### Assigned task
Reduce the material below to its lines containing "second".

### Records for this exercise

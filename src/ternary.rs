/// The ternary expression.  Rust's `if` is already an expression, but
/// `cargo fmt` spreads every one of them over five lines, and the
/// border cases of a finite difference read much better as a single
/// table of one-liners.
#[macro_export]
macro_rules! cq {
    ($condition: expr, $_true: expr, $_false: expr) => {
        if $condition {
            $_true
        } else {
            $_false
        }
    };
}
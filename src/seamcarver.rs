// This Source Code Form is subject to the terms of the Mozilla Public
// License, v. 2.0. If a copy of the MPL was not distributed with this
// file, You can obtain one at http://mozilla.org/MPL/2.0/.

//! Seamcarve - The carver engine
//!
//! A carver owns one image and never touches its colour data.  What it
//! carves is the index buffer: a grid the size of the *visible* image
//! in which every cell names the original pixel shown there.  Removing
//! a seam drops one cell per row; inserting one doubles one cell per
//! row.
//!
//! Every pass runs in two halves.  The first searches for all the
//! seams of the pass, one after the other on a scratch copy of the
//! grid, and ranks every pixel by the seam that took it.  The second
//! applies those ranks to the real grid.  The ranks are kept as the
//! pass's visibility map, so the second half can be replayed later
//! (to load a saved pass, or to rewind) without repeating the first.
//!
//! Horizontal passes run on the transposed grid, so the seam search
//! only ever deals with vertical seams.

use crate::config::{CarverConfig, ResizeOrder};
use crate::cursor::Cursor;
use crate::energy::{calculate_energy, EnergyFunction};
use crate::error::{try_buffer, CarverError, Result};
use crate::pixel::{ColorDepth, PixelData, PixelLayout, Sample};
use crate::rigmask::RigidityMask;
use crate::seamfinder::SeamFinder;
use crate::twodmap::TwoDimensionalMap;
use crate::vmap::{Orientation, VMap};
use crate::vmaplist::VMapList;
use itertools::iproduct;
use std::convert::TryFrom;
use tracing::{debug, trace, warn};

/// Where a carver is in its life.
#[derive(Debug, Copy, Clone, PartialEq, Eq)]
pub enum CarverState {
    /// Built, nothing carved yet (or everything rewound).
    Initial,
    /// At rest after at least one pass.
    Ready,
    /// A pass is running.  A carver found in this state outside a pass
    /// was abandoned mid-pass by a panic and refuses further work.
    Carving,
}

#[derive(Debug, Clone)]
pub struct Carver {
    pixels: PixelData,
    layout: PixelLayout,
    original_width: usize,
    original_height: usize,
    visible: TwoDimensionalMap<usize>,
    rigidity: RigidityMask,
    config: CarverConfig,
    history: VMapList,
    state: CarverState,
}

// The map of a fresh image: every position shows its own pixel.
fn identity_grid(width: usize, height: usize) -> Result<TwoDimensionalMap<usize>> {
    let mut buffer = try_buffer(width * height, "index buffer")?;
    buffer.extend(0..width * height);
    TwoDimensionalMap::from_vec(width, height, buffer)
        .ok_or_else(|| CarverError::Allocation("index buffer size mismatch".to_string()))
}

// Drop the cell at `seam[y]` from every row.
fn remove_vertical_seam<P: Default + Copy>(
    map: &TwoDimensionalMap<P>,
    seam: &[usize],
) -> TwoDimensionalMap<P> {
    let (width, height) = map.dimensions();
    let mut data = Vec::with_capacity((width - 1) * height);
    for (y, cut) in seam.iter().enumerate().take(height) {
        let row = map.row(y);
        data.extend_from_slice(&row[..*cut]);
        data.extend_from_slice(&row[cut + 1..]);
    }
    TwoDimensionalMap::from_vec(width - 1, height, data)
        .unwrap_or_else(|| TwoDimensionalMap::new(width - 1, height))
}

/// Apply a pass's ranks to a grid in the same orientation.  Shrinking
/// keeps every cell ranked at or above the seam count; enlarging
/// doubles every cell ranked below it.  Each row must hold exactly one
/// cell per seam below the seam count, or the rows would come out
/// ragged.
fn apply_ranks(
    grid: &TwoDimensionalMap<usize>,
    ranks: &TwoDimensionalMap<u32>,
    delta: i32,
) -> Result<TwoDimensionalMap<usize>> {
    let (width, height) = grid.dimensions();
    if ranks.dimensions() != (width, height) {
        return Err(CarverError::Bounds(format!(
            "ranks of a {}x{} pass cannot apply to a {}x{} grid",
            ranks.width(),
            ranks.height(),
            width,
            height
        )));
    }
    let seams = delta.unsigned_abs();
    for y in 0..height {
        let hits = ranks.row(y).iter().filter(|rank| **rank < seams).count();
        if hits != seams as usize {
            return Err(CarverError::Configuration(format!(
                "row {} is crossed by {} seams, {} expected",
                y, hits, seams
            )));
        }
    }

    let new_width = cq!(
        delta < 0,
        width - seams as usize,
        width + seams as usize
    );
    let mut data = try_buffer(new_width * height, "index buffer")?;
    for y in 0..height {
        for (index, rank) in grid.row(y).iter().zip(ranks.row(y)) {
            match (delta < 0, *rank < seams) {
                (true, true) => {}
                (true, false) | (false, false) => data.push(*index),
                (false, true) => {
                    data.push(*index);
                    data.push(*index);
                }
            }
        }
    }
    TwoDimensionalMap::from_vec(new_width, height, data)
        .ok_or_else(|| CarverError::Bounds("carved rows came out ragged".to_string()))
}

fn orient<P: Default + Copy>(map: TwoDimensionalMap<P>, orientation: Orientation) -> TwoDimensionalMap<P> {
    match orientation {
        Orientation::Vertical => map,
        Orientation::Horizontal => map.transposed(),
    }
}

### Response box
//! grid, and ranks every pixel by the seam that took it.  The second
//! pass's visibility map, so the second half can be replayed later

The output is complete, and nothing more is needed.